Né au Havre, à ses débuts Raoul Dufy (1877-1953) flirte avec les courants du moment. Ses sujets de prédilection sont alors les ports, les bateaux, les paysages côtiers, les baigneuses. A cette époque, il est plutôt influencé par l’impressionnisme.
Pendant un séjour à Martigues au début des années 1900, il peint de nombreuses toiles de la ville et de ses canaux. Suite à l’exposition Matisse du Salon d’Automne de 1905, il rejoint le groupe historique du fauvisme. Son leitmotiv : la lumière va passer par la couleur .
En 1907, lors de la rétrospective Cézanne, il décide de marcher dans ses pas et abandonne alors le fauvisme. 1908 marquera le début de sa période « cézannienne ». Plutôt habitué à peindre sous le bleu laiteux du ciel normand, Raoul Dufy part enrichir sa palette sous le soleil de Provence où il sera rejoint par Georges Braques. On perçoit très vite l’influence de Cézanne dans son travail. Dans ses paysages de L’Estaque, il s’affranchit des aplats pour créer des compositions en étagement, en plongée.
L'Apéritif / Paysage / Pins à L'Estaque (aquarelle)
Quand il aborde la nature morte, il travaille alors par touches directionnelles et « cernage » au pinceau en noir. Sa gamme chromatique devient criarde, le style Dufy commence à poindre.
Toujours influencé par Cézanne, son dessin devient plus souple, notamment pendant son séjour à Hyères (1913). N’oublions pas que si Raoul Dufy est un grand coloriste, il est aussi un grand dessinateur. Mais il n’est pas un suiveur. Il est avant tout dans la modernité. Son œuvre « la Tour Blanche » (1913) marque le début de « la patte » de Dufy.
« Le jardin abandonné », représentant le Jardin des Plantes à Paris, est une pièce pivot de son travail. C’est moins le motif que les lignes, les volumes et leur imbrication qui motive l’œuvre.
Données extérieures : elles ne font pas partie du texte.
//! # market-service
//!
//! Application layer containing business logic, services, and DTOs.

pub mod dto;
pub mod router;
pub mod services;
pub mod watcher;

pub use router::{View, ViewRouter};
pub use services::{
    AuthService, ChatSelection, ChatService, ListingService, MarketSettings, ServiceContext,
    ServiceContextBuilder, ServiceError, ServiceResult,
};
pub use watcher::CatalogWatcher;
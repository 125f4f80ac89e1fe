//! Phone verification and registration scenarios
//!
//! Run with: cargo test -p integration-tests --test auth_tests

use std::time::Duration;

use integration_tests::{
    assert_domain_error, test_settings, unique_number, unique_username, TestMarket,
};
use market_core::entities::{Role, PERSONAL_BROADCAST_NAME};
use market_core::DomainError;

// ============================================================================
// Registration
// ============================================================================

#[tokio::test]
async fn test_new_user_gets_personal_broadcast() {
    let market = TestMarket::start();

    let alice = market.sign_up("5551234567", "alice").await.unwrap();
    assert_eq!(alice.role, Role::User);
    assert_eq!(alice.phone_number, "+15551234567");
    assert_eq!(alice.country_code, "+1");

    let chats = market.chats().chats_for_user(alice.id).await.unwrap();
    assert_eq!(chats.len(), 1);
    let status = &chats[0].chat;
    assert_eq!(chats[0].title, PERSONAL_BROADCAST_NAME);
    assert_eq!(status.participants, vec![alice.id]);
    assert_eq!(Some(status.id), alice.personal_broadcast_id);
}

#[tokio::test]
async fn test_admin_allow_list() {
    let market = TestMarket::start();

    let admin = market.sign_up_admin().await.unwrap();
    assert_eq!(admin.role, Role::Admin);

    let user = market
        .sign_up(&unique_number(), &unique_username())
        .await
        .unwrap();
    assert_eq!(user.role, Role::User);
}

// ============================================================================
// Code lifecycle
// ============================================================================

#[tokio::test]
async fn test_code_confirms_exactly_once() {
    let market = TestMarket::start();
    let number = unique_number();

    let code = market.request_code(&number).await.unwrap();
    market.confirm(&number, &code, Some("first")).await.unwrap();

    assert_domain_error(market.confirm(&number, &code, None).await, |e| {
        e.is_verification_failure()
    });
}

#[tokio::test]
async fn test_expired_code_fails_regardless_of_value() {
    let market = TestMarket::start_with_settings(test_settings().with_otp_ttl(Duration::ZERO));
    let number = unique_number();

    let code = market.request_code(&number).await.unwrap();
    assert_domain_error(market.confirm(&number, &code, Some("late")).await, |e| {
        matches!(e, DomainError::ChallengeExpired)
    });

    // the expired challenge is gone as well
    assert_domain_error(market.confirm(&number, &code, Some("late")).await, |e| {
        matches!(e, DomainError::NoPendingChallenge)
    });
}

#[tokio::test]
async fn test_new_code_replaces_old_one() {
    let market = TestMarket::start();
    let number = unique_number();

    let first = market.request_code(&number).await.unwrap();
    let second = market.request_code(&number).await.unwrap();

    if first != second {
        assert_domain_error(market.confirm(&number, &first, Some("bob")).await, |e| {
            matches!(e, DomainError::InvalidCode)
        });
    }
    market.confirm(&number, &second, Some("bob")).await.unwrap();
}

#[tokio::test]
async fn test_username_required_only_for_new_phones() {
    let market = TestMarket::start();
    let number = unique_number();

    let code = market.request_code(&number).await.unwrap();
    assert_domain_error(market.confirm(&number, &code, None).await, |e| {
        matches!(e, DomainError::UsernameRequired)
    });
    let user = market.confirm(&number, &code, Some("carol")).await.unwrap();

    market.auth().logout().await.unwrap();
    let code = market.request_code(&number).await.unwrap();
    let again = market.confirm(&number, &code, None).await.unwrap();
    assert_eq!(again.id, user.id);
    assert_eq!(again.username, "carol");
}

// ============================================================================
// Session
// ============================================================================

#[tokio::test]
async fn test_session_follows_login_and_logout() {
    let market = TestMarket::start();
    assert!(market.auth().current_user().await.unwrap().is_none());

    let user = market
        .sign_up(&unique_number(), &unique_username())
        .await
        .unwrap();
    let current = market.auth().current_user().await.unwrap().unwrap();
    assert_eq!(current.id, user.id);

    market.auth().logout().await.unwrap();
    assert!(market.auth().current_user().await.unwrap().is_none());
    assert_domain_error(market.auth().require_user().await, |e| {
        matches!(e, DomainError::NotSignedIn)
    });
}
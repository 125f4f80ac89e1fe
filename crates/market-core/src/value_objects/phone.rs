//! Phone number value object
//!
//! A phone number is entered as a country dialling code (`+92`) and a local
//! number (`343 225 2006`). Both are normalized before they are compared or
//! stored; the full number is their concatenation (`+923432252006`).

use serde::{Deserialize, Serialize};
use std::fmt;

/// Normalized phone number
#[derive(Debug, Clone, PartialEq, Eq, Hash, Serialize, Deserialize)]
#[serde(rename_all = "camelCase")]
pub struct PhoneNumber {
    country_code: String,
    local_number: String,
}

/// Phone number validation errors
#[derive(Debug, Clone, PartialEq, Eq, thiserror::Error)]
pub enum PhoneNumberError {
    #[error("Phone number is required")]
    Empty,

    #[error("Invalid country code: {0}")]
    InvalidCountryCode(String),

    #[error("Invalid phone number: {0}")]
    InvalidNumber(String),
}

impl PhoneNumber {
    const MIN_LOCAL_DIGITS: usize = 4;
    const MAX_LOCAL_DIGITS: usize = 14;

    /// Parse and normalize a country code and local number
    pub fn parse(country_code: &str, local_number: &str) -> Result<Self, PhoneNumberError> {
        let local: String = local_number
            .chars()
            .filter(|c| !matches!(c, ' ' | '-' | '(' | ')' | '.'))
            .collect();
        if local.is_empty() {
            return Err(PhoneNumberError::Empty);
        }
        if !local.chars().all(|c| c.is_ascii_digit())
            || !(Self::MIN_LOCAL_DIGITS..=Self::MAX_LOCAL_DIGITS).contains(&local.len())
        {
            return Err(PhoneNumberError::InvalidNumber(local_number.to_string()));
        }

        let code = country_code.trim();
        let digits = code.strip_prefix('+').unwrap_or(code);
        if digits.is_empty()
            || digits.len() > 3
            || !digits.chars().all(|c| c.is_ascii_digit())
            || digits.starts_with('0')
        {
            return Err(PhoneNumberError::InvalidCountryCode(country_code.to_string()));
        }

        Ok(Self {
            country_code: format!("+{digits}"),
            local_number: local,
        })
    }

    /// Country dialling code including the leading `+`
    pub fn country_code(&self) -> &str {
        &self.country_code
    }

    pub fn local_number(&self) -> &str {
        &self.local_number
    }

    /// Full number: country code followed by the local number
    pub fn full(&self) -> String {
        format!("{}{}", self.country_code, self.local_number)
    }
}

impl fmt::Display for PhoneNumber {
    fn fmt(&self, f: &mut fmt::Formatter<'_>) -> fmt::Result {
        write!(f, "{}{}", self.country_code, self.local_number)
    }
}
Hyères / Nature morte à la tour blanche / Le jardin abandonné / Maison et jardin
Deux maîtres-mots : Couleur – Lumière
1919 - 1924. Que ce soit avec « Vence » ou « La jetée-promenade à Nice », l’artiste est déjà dans la simplification des formes, mettant la notion couleur/lumière en vedette, prémices de son nouveau style.
Dans son œuvre sur Nice il atteint la pleine maturité avec les couleurs vives de sa nouvelle palette et son retour aux aplats. En ajoutant le surlignage, il cherche à dissocier la couleur et le trait. Priorité encore à la couleur/lumière.
Nus et baigneuses dans l’atelier
Au 2éme étage du musée, focus sur les sujets de prédilection de l’artiste :
« L’atelier du peintre » est un thème très apprécié du visiteur. Dans cet exercice, Raoul Dufy donne à voir son univers personnel. On l’imagine très bien en train de peindre, la fenêtre donnant sur le monde extérieur. Dans celui de Perpignan (entre 1940 et 1949), l’espace est baigné de soleil, inondé de teintes chaudes orangées, preuve de l’influence du climat méridional sur sa palette.
L'atelier à la fenêtre / L'atelier au torse / Le modèle
Et nous voici maintenant face à « La grande Baigneuse » (1914), qui trône en majesté. Impressionnante dans ses dimensions comme dans sa facture, elle est considérée comme le chef-d’œuvre de sa période cézannienne. A côté de cette œuvre monumentale, on peut apprécier la finesse d’une des études. Dans la même salle, une série de nus plus discrets habille le mur latéral.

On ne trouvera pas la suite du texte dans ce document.